**Task details:**
What is needed is each line of the data below that holds the string "when".

**Stored data:**
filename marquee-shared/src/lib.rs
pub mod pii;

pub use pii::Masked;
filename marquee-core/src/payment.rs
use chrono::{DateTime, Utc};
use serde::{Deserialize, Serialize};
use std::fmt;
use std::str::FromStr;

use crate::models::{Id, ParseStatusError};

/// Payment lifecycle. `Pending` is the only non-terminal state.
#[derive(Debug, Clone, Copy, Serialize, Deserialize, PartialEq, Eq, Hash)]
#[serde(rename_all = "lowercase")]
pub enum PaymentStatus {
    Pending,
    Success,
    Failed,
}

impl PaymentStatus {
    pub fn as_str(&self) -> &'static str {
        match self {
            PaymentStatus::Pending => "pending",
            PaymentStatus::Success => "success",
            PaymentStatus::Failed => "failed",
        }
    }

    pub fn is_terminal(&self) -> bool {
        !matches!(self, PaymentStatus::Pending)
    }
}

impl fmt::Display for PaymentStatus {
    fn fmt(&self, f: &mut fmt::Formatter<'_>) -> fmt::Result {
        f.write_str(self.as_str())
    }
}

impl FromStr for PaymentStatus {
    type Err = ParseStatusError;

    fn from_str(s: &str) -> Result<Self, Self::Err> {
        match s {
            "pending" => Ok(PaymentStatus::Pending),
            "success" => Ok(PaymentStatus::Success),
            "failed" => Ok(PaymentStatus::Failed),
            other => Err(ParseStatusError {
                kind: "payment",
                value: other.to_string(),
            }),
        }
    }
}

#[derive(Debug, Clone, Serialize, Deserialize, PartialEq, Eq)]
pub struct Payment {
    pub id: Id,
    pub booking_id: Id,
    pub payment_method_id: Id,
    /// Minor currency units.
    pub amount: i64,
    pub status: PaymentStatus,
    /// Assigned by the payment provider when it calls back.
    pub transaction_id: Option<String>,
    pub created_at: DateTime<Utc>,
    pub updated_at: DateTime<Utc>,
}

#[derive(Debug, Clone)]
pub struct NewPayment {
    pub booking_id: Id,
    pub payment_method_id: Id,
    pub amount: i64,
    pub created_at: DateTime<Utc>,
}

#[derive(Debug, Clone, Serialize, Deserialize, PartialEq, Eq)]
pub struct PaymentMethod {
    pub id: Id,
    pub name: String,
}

==

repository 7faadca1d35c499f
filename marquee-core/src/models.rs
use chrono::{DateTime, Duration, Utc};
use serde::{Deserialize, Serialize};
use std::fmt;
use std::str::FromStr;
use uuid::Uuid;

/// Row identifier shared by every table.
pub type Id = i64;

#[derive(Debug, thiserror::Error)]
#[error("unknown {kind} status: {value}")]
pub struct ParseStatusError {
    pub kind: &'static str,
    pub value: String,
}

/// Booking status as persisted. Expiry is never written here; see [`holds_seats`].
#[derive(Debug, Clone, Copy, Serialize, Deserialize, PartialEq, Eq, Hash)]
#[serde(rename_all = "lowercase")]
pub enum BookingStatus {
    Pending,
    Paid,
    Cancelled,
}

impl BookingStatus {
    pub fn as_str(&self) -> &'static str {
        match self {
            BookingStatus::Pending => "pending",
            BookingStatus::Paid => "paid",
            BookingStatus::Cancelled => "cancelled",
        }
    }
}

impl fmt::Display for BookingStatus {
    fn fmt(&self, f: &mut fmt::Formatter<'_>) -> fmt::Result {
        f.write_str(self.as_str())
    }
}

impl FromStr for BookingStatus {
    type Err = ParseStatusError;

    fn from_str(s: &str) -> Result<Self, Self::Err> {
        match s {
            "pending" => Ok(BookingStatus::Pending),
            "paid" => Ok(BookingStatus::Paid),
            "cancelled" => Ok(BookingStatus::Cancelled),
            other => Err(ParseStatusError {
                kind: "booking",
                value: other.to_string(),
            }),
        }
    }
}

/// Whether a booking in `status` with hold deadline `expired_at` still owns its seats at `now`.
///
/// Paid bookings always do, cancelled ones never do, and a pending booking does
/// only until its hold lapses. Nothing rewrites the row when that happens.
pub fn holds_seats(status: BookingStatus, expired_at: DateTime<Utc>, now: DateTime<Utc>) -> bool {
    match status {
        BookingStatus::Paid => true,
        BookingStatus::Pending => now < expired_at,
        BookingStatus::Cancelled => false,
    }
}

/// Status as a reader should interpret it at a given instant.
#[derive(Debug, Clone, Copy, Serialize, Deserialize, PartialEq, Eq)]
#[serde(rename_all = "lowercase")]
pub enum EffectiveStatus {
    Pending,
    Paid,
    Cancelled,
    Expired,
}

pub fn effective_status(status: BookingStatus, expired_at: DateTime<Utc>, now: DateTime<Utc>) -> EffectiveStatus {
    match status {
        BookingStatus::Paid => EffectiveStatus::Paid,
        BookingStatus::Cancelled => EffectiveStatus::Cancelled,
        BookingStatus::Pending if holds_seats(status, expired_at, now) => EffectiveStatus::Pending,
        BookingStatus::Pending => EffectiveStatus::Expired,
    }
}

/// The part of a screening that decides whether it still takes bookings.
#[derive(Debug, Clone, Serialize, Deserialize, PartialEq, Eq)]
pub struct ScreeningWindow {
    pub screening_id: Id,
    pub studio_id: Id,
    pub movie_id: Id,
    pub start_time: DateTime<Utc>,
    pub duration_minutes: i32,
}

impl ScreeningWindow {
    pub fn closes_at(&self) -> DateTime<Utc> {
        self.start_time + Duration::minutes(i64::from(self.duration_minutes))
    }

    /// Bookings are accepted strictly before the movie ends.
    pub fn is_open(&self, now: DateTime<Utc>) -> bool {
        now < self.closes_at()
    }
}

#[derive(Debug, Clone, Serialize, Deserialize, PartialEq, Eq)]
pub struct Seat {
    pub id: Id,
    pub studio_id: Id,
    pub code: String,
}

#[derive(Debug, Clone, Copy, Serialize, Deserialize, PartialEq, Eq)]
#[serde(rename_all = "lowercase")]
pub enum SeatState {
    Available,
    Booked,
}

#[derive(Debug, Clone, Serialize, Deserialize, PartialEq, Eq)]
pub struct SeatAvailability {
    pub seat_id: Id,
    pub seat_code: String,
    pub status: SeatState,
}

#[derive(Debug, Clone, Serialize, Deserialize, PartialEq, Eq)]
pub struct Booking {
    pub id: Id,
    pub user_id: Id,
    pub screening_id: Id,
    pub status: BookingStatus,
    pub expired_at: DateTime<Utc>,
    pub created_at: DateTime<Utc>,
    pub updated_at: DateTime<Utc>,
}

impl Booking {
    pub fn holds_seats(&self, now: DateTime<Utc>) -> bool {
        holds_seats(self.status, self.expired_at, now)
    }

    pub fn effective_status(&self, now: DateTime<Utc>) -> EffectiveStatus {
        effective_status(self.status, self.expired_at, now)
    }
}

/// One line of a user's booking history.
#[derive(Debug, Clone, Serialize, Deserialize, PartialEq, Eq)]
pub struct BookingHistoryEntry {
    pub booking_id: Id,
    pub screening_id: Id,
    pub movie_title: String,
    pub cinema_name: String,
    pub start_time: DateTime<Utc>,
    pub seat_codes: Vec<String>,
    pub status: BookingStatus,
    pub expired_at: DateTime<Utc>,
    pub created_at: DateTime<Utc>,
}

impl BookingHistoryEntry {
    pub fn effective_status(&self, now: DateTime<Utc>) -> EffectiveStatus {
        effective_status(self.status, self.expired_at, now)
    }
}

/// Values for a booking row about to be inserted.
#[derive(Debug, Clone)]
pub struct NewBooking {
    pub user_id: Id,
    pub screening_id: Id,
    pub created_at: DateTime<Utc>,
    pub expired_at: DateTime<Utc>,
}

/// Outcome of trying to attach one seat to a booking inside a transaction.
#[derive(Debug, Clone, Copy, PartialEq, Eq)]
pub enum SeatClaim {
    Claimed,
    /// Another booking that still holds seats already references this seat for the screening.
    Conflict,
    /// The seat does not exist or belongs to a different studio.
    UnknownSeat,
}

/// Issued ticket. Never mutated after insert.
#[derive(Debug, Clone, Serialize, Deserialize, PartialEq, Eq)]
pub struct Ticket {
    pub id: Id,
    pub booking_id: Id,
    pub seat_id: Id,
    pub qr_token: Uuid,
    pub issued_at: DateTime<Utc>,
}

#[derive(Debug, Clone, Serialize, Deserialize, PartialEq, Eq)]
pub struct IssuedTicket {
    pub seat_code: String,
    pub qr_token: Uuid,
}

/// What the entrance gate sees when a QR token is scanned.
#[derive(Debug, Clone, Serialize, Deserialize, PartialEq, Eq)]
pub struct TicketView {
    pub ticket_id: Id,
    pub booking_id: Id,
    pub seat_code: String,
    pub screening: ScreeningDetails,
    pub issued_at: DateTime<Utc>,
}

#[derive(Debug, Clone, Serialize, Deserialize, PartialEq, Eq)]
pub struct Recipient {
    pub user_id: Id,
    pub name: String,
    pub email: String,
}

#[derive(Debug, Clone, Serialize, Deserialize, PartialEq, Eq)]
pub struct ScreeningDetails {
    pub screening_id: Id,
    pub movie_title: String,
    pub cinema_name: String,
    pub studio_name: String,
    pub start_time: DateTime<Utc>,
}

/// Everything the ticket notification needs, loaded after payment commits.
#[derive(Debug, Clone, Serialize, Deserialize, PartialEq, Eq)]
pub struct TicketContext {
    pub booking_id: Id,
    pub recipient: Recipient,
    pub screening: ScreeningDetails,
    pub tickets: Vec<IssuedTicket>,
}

**Result for this exercise:**
    /// Assigned by the payment provider when it calls back.
/// only until its hold lapses. Nothing rewrites the row when that happens.
/// What the entrance gate sees when a QR token is scanned.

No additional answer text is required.